Description dinospao132 2020-05-31 17:21:51 UTC
Description:
i was creating a new docx writer file. i was change liberation Mono to arial and i save the file. i opened it again and the change didn't here.

Steps to Reproduce:
1.create a new docx writer file
2.change liberation Mono to arial and put the save button
3.open the file again and the change isn't here

Actual Results:
liberation Mono is here

Expected Results:
Arial must here


Reproducible: Always


User Profile Reset: No



Additional Info:
[Information automatically included from LibreOffice]
Locale: el
Module: TextDocument
[Information guessed from browser]
OS: Windows (All)
OS is 64bit: no
Comment 1 Telesto 2020-05-31 19:16:24 UTC
Confirm for an empty document with font change
Version: 7.1.0.0.alpha0+ (x64)
Build ID: 83c4f86f22dc37269ac6a038fe7de053c42aad6e
CPU threads: 4; OS: Windows 6.3 Build 9600; UI render: Skia/Raster; VCL: win
Locale: en-US (nl_NL); UI: en-US
Calc: CL
Comment 2 Telesto 2020-05-31 19:17:06 UTC
Also in
Versie: 4.4.7.2 
Build ID: f3153a8b245191196a4b6b9abd1d0da16eead600
Locale: nl_NL
Comment 3 dinospao132 2020-06-06 02:11:28 UTC
Also in docx files in ubuntu linux and libre office version 6.4.3.2.
Comment 4 dinospao132 2020-06-12 08:53:24 UTC
also in 6.4.5.1. in windows and also with odf 1.3
Comment 5 NISZ LibreOffice Team 2020-12-02 11:04:54 UTC
Created attachment 167750 [details]
Example file with custom font set to the second empty paragraph
Comment 6 NISZ LibreOffice Team 2020-12-02 11:05:22 UTC
Created attachment 167751 [details]
The example file saved to docx with current Writer

Version: 7.2.0.0.alpha0+ (x64)
Build ID: 4e63ec27b69fa01ff610c894c9fbf05c377a6179
CPU threads: 4; OS: Windows 6.3 Build 9600; UI render: default; VCL: win
Locale: en-US (hu_HU); UI: en-US
Calc: CL
Comment 7 NISZ LibreOffice Team 2020-12-02 11:06:25 UTC
Created attachment 167752 [details]
Screenshot of the original and the docx document side by side in Writer

In case of the docx file the empty paragraph gets the default font when reopened.
Comment 8 NISZ LibreOffice Team 2020-12-02 11:08:52 UTC
Created attachment 167753 [details]
The docx example file in Word 2013

However, Word opens the docx file correctly. The document.xml also contains the correct font setting.
This is really an import problem, similar to the one I linked (about font size).
Comment 9 Telesto 2022-01-05 12:40:08 UTC
*** Bug 146513 has been marked as a duplicate of this bug. ***
Comment 10 Timur 2023-04-03 13:10:43 UTC
*** Bug 149415 has been marked as a duplicate of this bug. ***
Comment 11 Timur 2023-04-03 13:11:14 UTC
*** Bug 134683 has been marked as a duplicate of this bug. ***
Comment 12 Justin L 2023-04-03 15:42:17 UTC
I've looked into this before (but I can't remember the bug number). Everything looks fine until ~DomainMapper_Impl calls RemoveLastParagraph.

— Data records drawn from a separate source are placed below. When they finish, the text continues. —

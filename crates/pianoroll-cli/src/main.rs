mod cli;
mod config;
mod viewer;

use anyhow::Context;
use clap::Parser;
use std::process::ExitCode;
use tracing_subscriber::EnvFilter;

fn init_logging(cli: &cli::Cli) {
    let filter = EnvFilter::try_from_default_env().unwrap_or_else(|_| EnvFilter::new(cli.log_filter()));
    tracing_subscriber::fmt()
        .with_env_filter(filter)
        .with_writer(std::io::stderr)
        .init();
}

fn run(cli: &cli::Cli) -> anyhow::Result<()> {
    let mut options = match &cli.config {
        Some(path) => config::load_config(path)?,
        None => pianoroll::PlotOptions::default(),
    };
    cli.apply(&mut options);

    let summary = pianoroll::plot_piano_roll(&cli.input, &options)
        .with_context(|| format!("Failed to plot {}", cli.input.display()))?;
    tracing::info!(
        output = %summary.output.display(),
        width = summary.width,
        height = summary.height,
        "done"
    );

    if cli.show {
        viewer::show(&summary.output)?;
    }
    Ok(())
}

fn main() -> ExitCode {
    let cli = cli::Cli::parse();
    init_logging(&cli);

    match run(&cli) {
        Ok(()) => ExitCode::SUCCESS,
        Err(error) => {
            tracing::error!("{error:#}");
            ExitCode::FAILURE
        }
    }
}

The problem is (always) with xCursor->setString(OUString());
Comment 13 Justin L 2023-04-03 21:07:41 UTC
A total hack to is first add
+   xTextAppend->insertString(xCursor, OUString('\x200B')/*CHAR_ZWSP*/, false);

But of course unit tests fail all over the place when you do that.

You can't just delete the entire paragraph, because then you lose frames anchored to it, like tdf112287, although why they are anchored to a paragraph that is going to be deleted is beyond me.

I tried a bunch of random stuff, like trying to Exchange() the cursor, but all to no effect.
Comment 14 Mike Kaganski 2023-06-23 06:19:44 UTC
Created attachment 188061 [details]
Last empty line with direct formatting

A minimized example

The file has the default paragraph style with 48 pt font size; its four paragraphs are direct-formatted to have font size 12 pt; the first and the third paragraphs have a text, the second and the fourth (last) are empty. The last one is imported without any direct formatting into Writer, so has font size 48.

The problem arises from these facts:

1. During import, XParagraphAppend::finishParagraph(Insert) are called, which are implemented using SwXText::Impl::finishOrAppendParagraph, and the latter calls

    m_pDoc->getIDocumentContentOperations().AppendTextNode( *aPam.GetPoint() );
    // remove attributes from the previous paragraph
    m_pDoc->ResetAttrs(aPam);

so that there is always another (empty) paragraph after the finalized one;

2. During import, lcl_AddRange is called to create anchored text content; the start and end of it may reference the very end of the document (using xTextAppend->getEnd()) - i.e., that last (maybe empty, maybe extra) paragraph.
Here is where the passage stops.